May 1st 2010 The best breakfast in Britain
After a nights VW van camping under the Bowderstone in the Lakeland Borrowdale we treated ourselves to the best Bank Holiday breakfast in Britain.
The Lodore farm in Borrowdale under Shepherds crag fries up a traditional English in traditional English style with added healthy. Apart from the overwhelming friendliness at the Farm, the position of this small piece of utter Englishness has the view you would probably have were you lucky to go 'up-there' as opposed to 'anywhere else' in the afterlife. The view is over Derwent Water to the mountains on the far side. Oh Joy! All this rustic charm, a charm that hasn't changed at all since the late 1970's when I first visited, combined with the calm, restorative lightness of being in the heart of somewhere totally healing.
We were in sunshine, whereas the rest of the country seemed to be in rain and it seemed to be one of those moments of complete frozen hapiness.

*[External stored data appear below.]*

use std::sync::Arc;
use std::time::Instant;

use crate::config::ServerConfig;
use crate::error::{Result, ServeError};
use crate::request::{Request, RequestPath};
use crate::resolver::resolve;
use crate::response::Response;
use crate::{log_error, log_request, log_response};

/// Turns requests into fully buffered, compressed responses.
#[derive(Debug, Clone)]
pub struct FileHandler {
    config: Arc<ServerConfig>,
}

impl FileHandler {
    pub fn new(config: Arc<ServerConfig>) -> Self {
        Self { config }
    }

    pub fn handle(&self, request: &Request) -> Response {
        let start_time = Instant::now();
        log_request!(request.method, request.target);

        let (response, original_size) = match self.respond(request) {
            Ok(result) => result,
            Err(e) => {
                if e.status().code() >= 500 {
                    log_error!(e, format!("{} {}", request.method, request.target));
                } else {
                    log::debug!("{} {}: {}", request.method, request.target, e);
                }
                (Response::from(e), 0)
            }
        };

        log_response!(
            response.status.code(),
            start_time.elapsed(),
            original_size,
            response.body.len()
        );
        response
    }

    fn respond(&self, request: &Request) -> Result<(Response, usize)> {
        if request.method != "GET" {
            return Err(ServeError::NotFound("Method is not supported.".to_string()));
        }

        let path = RequestPath::parse(&request.target)?;
        let (body, content_type) = resolve(&self.config.root, &path)?.into_body()?;

        let mode = self.config.compression;
        if let Some(accepted) = request.header("accept-encoding") {
            if !accepts_encoding(accepted, mode.encoding()) {
                log::debug!(
                    "Client accepts \"{}\" but responses are always {}",
                    accepted,
                    mode.encoding()
                );
            }
        }

        let compressed = mode.compress(&body)?;
        Ok((
            Response::ok(content_type, mode.encoding(), compressed),
            body.len(),
        ))
    }
}

fn accepts_encoding(accept_encoding: &str, encoding: &str) -> bool {
    accept_encoding
        .split(',')
        .map(|e| e.split(';').next().unwrap_or("").trim())
        .any(|e| e == "*" || e.eq_ignore_ascii_case(encoding))
}
use std::path::Path;

/// Maps the text after the last `.` of `path` to a MIME type.
pub fn content_type(path: &Path) -> &'static str {
    let path = path.to_string_lossy();
    let extension = match path.rsplit_once('.') {
        Some((_, ext)) => ext,
        None => return "text/plain",
    };

    match extension.to_ascii_lowercase().as_str() {
        "css" => "text/css",
        "js" => "text/javascript",
        "html" => "text/html",
        _ => "text/plain",
    }
}
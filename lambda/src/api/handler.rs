//! API Lambda handler for `POST /api/send-pdf`.
//!
//! This module handles:
//! - Envelope unwrapping (method, body, gateway base64)
//! - The relay to Telegram (delegated to `relay`)
//! - Mapping every outcome to a proxy response; nothing escapes as a Lambda error

use lambda_runtime::{Error, LambdaEvent};
use reqwest::Client as HttpClient;
use serde_json::Value;
use tracing::{debug, error, info};
use uuid::Uuid;

use super::{helpers, parsing, relay};
use crate::core::config::AppConfig;
use crate::errors::RelayError;

pub use self::function_handler as handler;

/// Lambda handler for the API entrypoint.
///
/// # Errors
///
/// Never returns `Err` in practice: every failure is turned into a 4xx/5xx
/// proxy response. The `Result` is what `lambda_runtime` expects.
#[tracing::instrument(level = "info", skip(event, config), fields(request_id = %event.context.request_id))]
pub async fn function_handler(
    event: LambdaEvent<Value>,
    config: &AppConfig,
) -> Result<Value, Error> {
    let correlation_id = Uuid::new_v4().to_string();
    let payload = event.payload;

    let trace_id = payload
        .get("headers")
        .and_then(|h| parsing::get_header_value(h, "X-Amzn-Trace-Id"))
        .unwrap_or("");
    info!(
        correlation_id = %correlation_id,
        xray_trace_id = %trace_id,
        method = parsing::http_method(&payload).unwrap_or("<direct>"),
        "Received send-pdf request"
    );

    // A fresh client per request; nothing is pooled across invocations.
    let http = HttpClient::new();

    match process(&payload, config, &http, &correlation_id).await {
        Ok(()) => Ok(helpers::ok_success()),
        Err(e) => {
            if e.is_client_error() {
                debug!(correlation_id = %correlation_id, "Rejected request: {}", e);
            } else {
                error!(correlation_id = %correlation_id, "API Error: {}", e);
            }
            Ok(helpers::error_to_response(&e))
        }
    }
}

async fn process(
    payload: &Value,
    config: &AppConfig,
    http: &HttpClient,
    correlation_id: &str,
) -> Result<(), RelayError> {
    parsing::ensure_post(payload)?;
    // The token check comes before body validation so that a broken
    // deployment is reported the same way for every request.
    relay::resolve_token(config, correlation_id)?;
    let body = parsing::extract_body(payload)?;
    relay::relay_pdf(config, http, &body, correlation_id).await
}
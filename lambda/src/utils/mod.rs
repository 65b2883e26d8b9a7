//! Shared helpers

pub mod pdf;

Something that didn't go unnoticed by the other normally 'tick hungry' climbers around, whose reluctance to leave the café was only surpassed by their hunger for bacon butties soaked up in the bank holiday sunshine.
Apr 17th 2010 Stop drinking - start living
Oh no not another cliché headline... Yes but its probably noteable
This is 'a big day' on the 42 step programme.
Committing to stop drinking on the day after Ben's wedding 17th April 2010 was not difficult - it meant that every mile I run hereafter is going to count and make a positive contribution to the big effort.
Given the amount that I've been drinking that means some big leaps forward in training now : )
Dec 31st 2009 New Years Eve
Around Kinder Scout at the Southern tip of the Pennines - a frozen wonderland.
Happy New Year !! Max and Si



Dec 25th 2009 Christmas Day on the Ben
At 7:30 am it's dark outside, and still starry - of course.
All packed up for the hill our estranged friends set out with a sharp edge to the air in quickstep trying to raise body temperature from 'far too many' Celcius below zero.
Rather than a load of monlogue - I had a go at some prose - an epiphany on the Ben on the one day we really need to remember the real reason behind Christmas. See Diary 2009 >

Sunrise at the start of the day - GlenNevis
Dec 24th 2009 Christmas Eve
No room at the Inn, but plenty at the bunkhouse on the end of the road...
It's Christmas Eve, it's fifteen degrees (Celcius) below zero and we are at the end of the road. Quite literally we are at the end of the road, it’s the road out of Fort William, Scotland's mountaineering capital, and it ends at a bunkhouse, imaginatively titled the Ben Nevis Inn.
Let's build the picture here, we've driven for two solid days through blizzards, some of the most unspeakable and freakish weather the British Isles has ever thrown down onto the roads, we've slept in the back of the van because we are too exhausted to do anything else and we arrive at roads end having tried every hotel and bed and breakfast along the way - no room at the Inn was the story coming out loud and clear - so it seemed like it was going to be a full camping expedition as close to our target as possible the Big Bad Ben of Nevis - joy - Christmas joy was a little absent.
The picture can build a little more - we aren't very happy, we've waded through a recession with our small business, we are relieved we got through it intact, with a smile and without any infantile banks foreclosing on loans, but we are absolutely exhausted, we are struggling to find the energy to smile at petrol station attendants here at the best if times, but we are still managing to crack some Christmas jokes on the way.
At the back of the Inn - standing there in the starry light is a fellow traveller - all smiles and spontanaeity...
It turns out that my new found friend is also seeking to find peace, love and balance with the world in general after a similarly harrowing year and what better place to do this than the UK's highest and bleakest mountain.
Jan it turned out wasn't from the Orient, but from rather closer to home - Krakow, Poland and more entertaining than the simple oversight forgetting to bring Myhrr or Incence was the fact that he overlooked any Vodka. A Pole without Vodka on Christmas Eve in the middle of nowhere - everything looked set for a positively fun time.
I love bunkhouses. I really love bunkhouses where there is trust, where you are trusted to pay with an honesty box - it makes everything so much warmer inside. The owner on the phone in Manchester trusted us to leave cash for the next few nights and more than that trusted us into his office when like muppets we locked ourselves out with the Yale lock - what an Angel.
As it turned out, Christmas Eve without frills, without anything, as it turned out, but the company of one, was more entertaining that you could imagine - the true meaning of Christmas was all about us. Two individuals, a common sense of humour and not even a heating switch in the manger. Away.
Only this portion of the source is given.